>>>>>

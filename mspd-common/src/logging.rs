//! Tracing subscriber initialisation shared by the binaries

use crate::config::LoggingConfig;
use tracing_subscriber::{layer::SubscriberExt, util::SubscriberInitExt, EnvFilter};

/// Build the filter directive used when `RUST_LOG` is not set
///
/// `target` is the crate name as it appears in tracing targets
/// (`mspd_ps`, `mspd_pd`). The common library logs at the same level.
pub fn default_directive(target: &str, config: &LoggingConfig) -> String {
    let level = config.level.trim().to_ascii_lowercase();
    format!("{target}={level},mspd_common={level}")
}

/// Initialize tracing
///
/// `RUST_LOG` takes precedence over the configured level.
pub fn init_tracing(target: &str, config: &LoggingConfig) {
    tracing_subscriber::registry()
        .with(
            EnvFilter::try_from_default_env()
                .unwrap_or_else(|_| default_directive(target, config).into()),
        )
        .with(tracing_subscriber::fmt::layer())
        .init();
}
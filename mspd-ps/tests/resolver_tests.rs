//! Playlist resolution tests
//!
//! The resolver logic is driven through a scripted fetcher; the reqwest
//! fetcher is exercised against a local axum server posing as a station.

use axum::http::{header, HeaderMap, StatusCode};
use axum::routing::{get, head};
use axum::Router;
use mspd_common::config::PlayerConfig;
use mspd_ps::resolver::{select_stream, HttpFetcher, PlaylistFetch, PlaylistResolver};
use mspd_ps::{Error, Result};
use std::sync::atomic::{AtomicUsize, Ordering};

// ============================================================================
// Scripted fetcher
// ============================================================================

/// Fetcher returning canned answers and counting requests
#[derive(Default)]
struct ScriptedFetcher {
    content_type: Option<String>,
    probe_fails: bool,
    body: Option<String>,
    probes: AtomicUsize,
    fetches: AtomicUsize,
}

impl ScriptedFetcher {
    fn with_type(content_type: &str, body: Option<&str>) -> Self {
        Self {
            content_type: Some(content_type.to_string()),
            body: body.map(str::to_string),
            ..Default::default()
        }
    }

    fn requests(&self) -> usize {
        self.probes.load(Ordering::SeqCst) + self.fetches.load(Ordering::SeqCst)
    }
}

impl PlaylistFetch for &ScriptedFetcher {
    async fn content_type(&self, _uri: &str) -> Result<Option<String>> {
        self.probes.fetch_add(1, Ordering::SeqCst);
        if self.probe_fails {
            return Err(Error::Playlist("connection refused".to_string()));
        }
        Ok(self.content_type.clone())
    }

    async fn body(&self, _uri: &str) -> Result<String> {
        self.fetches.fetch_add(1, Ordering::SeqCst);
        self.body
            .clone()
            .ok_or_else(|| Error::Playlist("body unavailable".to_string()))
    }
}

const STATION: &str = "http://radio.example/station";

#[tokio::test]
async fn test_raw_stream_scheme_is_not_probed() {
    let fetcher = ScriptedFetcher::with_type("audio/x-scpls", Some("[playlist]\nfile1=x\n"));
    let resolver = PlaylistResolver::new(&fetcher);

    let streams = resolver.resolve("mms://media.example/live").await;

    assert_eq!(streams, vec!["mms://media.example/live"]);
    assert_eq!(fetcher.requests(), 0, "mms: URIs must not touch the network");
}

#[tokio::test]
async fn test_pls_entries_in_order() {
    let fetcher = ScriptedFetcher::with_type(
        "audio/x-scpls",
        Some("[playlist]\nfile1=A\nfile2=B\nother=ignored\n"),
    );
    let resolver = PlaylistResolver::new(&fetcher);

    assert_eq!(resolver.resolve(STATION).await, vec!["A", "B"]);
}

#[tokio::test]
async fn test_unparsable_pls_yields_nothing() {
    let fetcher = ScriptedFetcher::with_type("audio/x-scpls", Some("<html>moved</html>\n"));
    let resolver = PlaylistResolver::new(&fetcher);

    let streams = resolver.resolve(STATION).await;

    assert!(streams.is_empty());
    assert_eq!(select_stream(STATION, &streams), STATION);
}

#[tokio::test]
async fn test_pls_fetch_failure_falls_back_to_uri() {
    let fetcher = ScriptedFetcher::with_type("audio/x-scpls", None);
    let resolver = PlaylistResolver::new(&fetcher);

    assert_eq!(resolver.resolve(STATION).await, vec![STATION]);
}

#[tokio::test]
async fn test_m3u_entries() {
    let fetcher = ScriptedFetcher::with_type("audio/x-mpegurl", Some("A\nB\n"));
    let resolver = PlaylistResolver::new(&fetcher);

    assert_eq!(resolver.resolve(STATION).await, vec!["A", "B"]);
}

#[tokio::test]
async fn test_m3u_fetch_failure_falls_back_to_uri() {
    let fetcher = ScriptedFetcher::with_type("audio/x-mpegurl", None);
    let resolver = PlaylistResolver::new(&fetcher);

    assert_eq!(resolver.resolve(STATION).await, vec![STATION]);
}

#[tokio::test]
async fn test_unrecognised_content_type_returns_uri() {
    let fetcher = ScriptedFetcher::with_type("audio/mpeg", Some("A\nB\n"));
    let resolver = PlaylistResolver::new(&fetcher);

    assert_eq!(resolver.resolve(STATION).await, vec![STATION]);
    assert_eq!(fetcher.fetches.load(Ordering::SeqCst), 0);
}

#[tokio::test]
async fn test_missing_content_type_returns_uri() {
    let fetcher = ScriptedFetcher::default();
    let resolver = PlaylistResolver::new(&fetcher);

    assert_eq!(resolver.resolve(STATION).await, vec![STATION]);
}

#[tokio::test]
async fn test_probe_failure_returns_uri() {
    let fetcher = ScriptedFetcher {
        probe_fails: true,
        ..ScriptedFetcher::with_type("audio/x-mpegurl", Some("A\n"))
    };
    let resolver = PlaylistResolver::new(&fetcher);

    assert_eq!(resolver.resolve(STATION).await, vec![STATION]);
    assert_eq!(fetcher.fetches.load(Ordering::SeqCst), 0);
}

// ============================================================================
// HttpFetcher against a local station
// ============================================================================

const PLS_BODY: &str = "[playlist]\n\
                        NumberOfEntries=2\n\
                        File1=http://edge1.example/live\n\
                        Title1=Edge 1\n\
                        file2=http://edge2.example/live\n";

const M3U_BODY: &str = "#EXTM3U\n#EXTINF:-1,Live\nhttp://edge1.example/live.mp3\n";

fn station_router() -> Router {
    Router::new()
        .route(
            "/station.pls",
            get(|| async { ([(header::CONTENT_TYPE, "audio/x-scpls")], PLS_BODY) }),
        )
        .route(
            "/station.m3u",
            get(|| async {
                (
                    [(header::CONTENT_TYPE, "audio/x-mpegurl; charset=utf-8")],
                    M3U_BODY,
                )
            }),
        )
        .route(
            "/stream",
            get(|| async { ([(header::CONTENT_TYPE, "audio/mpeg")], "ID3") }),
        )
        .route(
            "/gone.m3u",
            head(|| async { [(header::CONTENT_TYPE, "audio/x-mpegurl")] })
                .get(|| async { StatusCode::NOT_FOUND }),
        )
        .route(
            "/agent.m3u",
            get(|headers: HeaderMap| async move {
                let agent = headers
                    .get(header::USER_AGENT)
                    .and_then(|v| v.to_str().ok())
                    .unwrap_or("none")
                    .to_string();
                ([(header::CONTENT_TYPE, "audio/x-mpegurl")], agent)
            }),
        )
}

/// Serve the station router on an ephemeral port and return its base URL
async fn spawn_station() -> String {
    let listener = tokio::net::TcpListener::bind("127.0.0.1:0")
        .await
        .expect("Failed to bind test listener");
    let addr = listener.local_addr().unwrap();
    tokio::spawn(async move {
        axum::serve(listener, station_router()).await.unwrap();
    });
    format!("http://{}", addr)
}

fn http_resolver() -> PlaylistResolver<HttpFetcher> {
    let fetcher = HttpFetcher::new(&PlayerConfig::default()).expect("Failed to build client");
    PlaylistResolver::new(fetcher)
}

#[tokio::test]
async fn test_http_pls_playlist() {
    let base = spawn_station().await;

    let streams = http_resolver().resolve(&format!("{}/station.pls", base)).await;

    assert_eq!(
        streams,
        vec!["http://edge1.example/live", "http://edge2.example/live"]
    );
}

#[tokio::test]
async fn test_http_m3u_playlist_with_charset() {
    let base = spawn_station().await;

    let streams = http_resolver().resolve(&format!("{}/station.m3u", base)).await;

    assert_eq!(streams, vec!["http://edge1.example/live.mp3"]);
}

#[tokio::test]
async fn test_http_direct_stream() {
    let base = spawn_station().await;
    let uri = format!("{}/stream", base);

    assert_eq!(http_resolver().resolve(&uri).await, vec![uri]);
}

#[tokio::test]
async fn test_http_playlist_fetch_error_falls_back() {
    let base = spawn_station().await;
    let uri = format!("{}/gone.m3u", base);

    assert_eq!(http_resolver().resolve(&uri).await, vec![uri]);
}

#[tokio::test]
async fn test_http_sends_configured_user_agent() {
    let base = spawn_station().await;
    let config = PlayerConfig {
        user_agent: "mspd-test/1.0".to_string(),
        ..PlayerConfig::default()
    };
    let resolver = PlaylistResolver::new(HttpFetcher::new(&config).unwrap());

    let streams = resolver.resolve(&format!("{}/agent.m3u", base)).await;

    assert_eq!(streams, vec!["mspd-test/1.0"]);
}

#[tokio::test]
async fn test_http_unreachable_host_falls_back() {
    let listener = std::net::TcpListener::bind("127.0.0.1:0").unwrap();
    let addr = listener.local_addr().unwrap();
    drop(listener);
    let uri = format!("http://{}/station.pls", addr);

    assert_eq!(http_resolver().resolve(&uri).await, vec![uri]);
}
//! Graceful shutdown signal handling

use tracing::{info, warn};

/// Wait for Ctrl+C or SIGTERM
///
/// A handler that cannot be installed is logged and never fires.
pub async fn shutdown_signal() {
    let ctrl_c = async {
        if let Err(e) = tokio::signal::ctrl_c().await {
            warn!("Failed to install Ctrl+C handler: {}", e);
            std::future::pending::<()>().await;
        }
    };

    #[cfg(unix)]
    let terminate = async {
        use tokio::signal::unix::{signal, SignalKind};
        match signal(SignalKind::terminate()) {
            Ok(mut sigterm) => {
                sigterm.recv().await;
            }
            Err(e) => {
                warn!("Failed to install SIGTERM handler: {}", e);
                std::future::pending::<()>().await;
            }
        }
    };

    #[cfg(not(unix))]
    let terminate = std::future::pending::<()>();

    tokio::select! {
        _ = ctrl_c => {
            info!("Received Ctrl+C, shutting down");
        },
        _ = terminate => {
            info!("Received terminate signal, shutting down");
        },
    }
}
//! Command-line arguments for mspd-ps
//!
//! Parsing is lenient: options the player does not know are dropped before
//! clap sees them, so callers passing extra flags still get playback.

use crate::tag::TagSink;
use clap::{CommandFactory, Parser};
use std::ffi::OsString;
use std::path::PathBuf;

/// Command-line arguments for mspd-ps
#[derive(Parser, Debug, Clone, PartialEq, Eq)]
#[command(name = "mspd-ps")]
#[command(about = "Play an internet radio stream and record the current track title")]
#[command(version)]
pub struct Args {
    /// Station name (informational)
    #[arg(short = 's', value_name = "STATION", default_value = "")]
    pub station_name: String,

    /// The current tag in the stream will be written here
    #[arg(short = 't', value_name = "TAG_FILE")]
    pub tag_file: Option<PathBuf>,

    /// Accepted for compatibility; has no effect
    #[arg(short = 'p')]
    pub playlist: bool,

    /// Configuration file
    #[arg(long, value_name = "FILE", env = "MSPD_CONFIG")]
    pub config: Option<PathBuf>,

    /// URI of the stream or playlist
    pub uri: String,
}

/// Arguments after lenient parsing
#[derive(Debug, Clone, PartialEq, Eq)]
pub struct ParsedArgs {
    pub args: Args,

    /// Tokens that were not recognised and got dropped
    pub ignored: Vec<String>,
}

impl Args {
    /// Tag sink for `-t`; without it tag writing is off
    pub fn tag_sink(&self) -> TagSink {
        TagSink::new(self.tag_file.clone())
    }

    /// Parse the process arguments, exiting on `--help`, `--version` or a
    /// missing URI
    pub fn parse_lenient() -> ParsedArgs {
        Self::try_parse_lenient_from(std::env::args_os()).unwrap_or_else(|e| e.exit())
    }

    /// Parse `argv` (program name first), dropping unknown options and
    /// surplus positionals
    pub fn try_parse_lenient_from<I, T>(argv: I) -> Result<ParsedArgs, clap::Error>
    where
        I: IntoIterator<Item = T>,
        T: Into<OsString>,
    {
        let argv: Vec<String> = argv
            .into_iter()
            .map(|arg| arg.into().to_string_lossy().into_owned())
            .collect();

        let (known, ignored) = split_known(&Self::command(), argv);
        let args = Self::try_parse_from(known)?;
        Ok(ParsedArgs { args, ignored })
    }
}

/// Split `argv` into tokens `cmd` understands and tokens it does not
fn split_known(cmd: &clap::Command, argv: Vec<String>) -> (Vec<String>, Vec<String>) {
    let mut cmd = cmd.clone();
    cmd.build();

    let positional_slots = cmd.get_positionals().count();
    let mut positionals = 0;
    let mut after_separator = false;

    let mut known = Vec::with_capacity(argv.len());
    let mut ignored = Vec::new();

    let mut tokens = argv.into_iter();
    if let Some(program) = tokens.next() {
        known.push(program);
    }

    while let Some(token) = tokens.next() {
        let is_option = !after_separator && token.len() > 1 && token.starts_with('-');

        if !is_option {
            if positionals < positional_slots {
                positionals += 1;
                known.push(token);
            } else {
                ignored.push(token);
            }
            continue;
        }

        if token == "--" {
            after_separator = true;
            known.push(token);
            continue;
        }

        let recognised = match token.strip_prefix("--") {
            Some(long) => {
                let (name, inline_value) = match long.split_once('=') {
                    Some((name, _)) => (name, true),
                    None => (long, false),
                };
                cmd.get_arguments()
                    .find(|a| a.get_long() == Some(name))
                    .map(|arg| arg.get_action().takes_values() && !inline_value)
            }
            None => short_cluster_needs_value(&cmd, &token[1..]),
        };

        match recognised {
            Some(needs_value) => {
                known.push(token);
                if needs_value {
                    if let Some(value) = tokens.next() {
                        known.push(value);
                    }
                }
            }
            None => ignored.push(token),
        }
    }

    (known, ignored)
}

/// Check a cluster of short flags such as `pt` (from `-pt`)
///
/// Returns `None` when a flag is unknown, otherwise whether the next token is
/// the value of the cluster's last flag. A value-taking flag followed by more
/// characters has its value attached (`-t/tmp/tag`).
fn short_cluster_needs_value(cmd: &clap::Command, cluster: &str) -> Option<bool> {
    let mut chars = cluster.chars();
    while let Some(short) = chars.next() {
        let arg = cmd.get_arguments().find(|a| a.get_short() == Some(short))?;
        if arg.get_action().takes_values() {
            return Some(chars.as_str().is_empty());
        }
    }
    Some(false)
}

<<<<<

> [Instructions for the task] Copy only this part of the entries above: the line with "impl PlaylistFetch for", the line with "self.fetches.fetch_add(1, Ordering::SeqCst);", and the lines between, all exactly as written.

> [Reply to the exercise]
impl PlaylistFetch for &ScriptedFetcher {
    async fn content_type(&self, _uri: &str) -> Result<Option<String>> {
        self.probes.fetch_add(1, Ordering::SeqCst);
        if self.probe_fails {
            return Err(Error::Playlist("connection refused".to_string()));
        }
        Ok(self.content_type.clone())
    }

    async fn body(&self, _uri: &str) -> Result<String> {
        self.fetches.fetch_add(1, Ordering::SeqCst);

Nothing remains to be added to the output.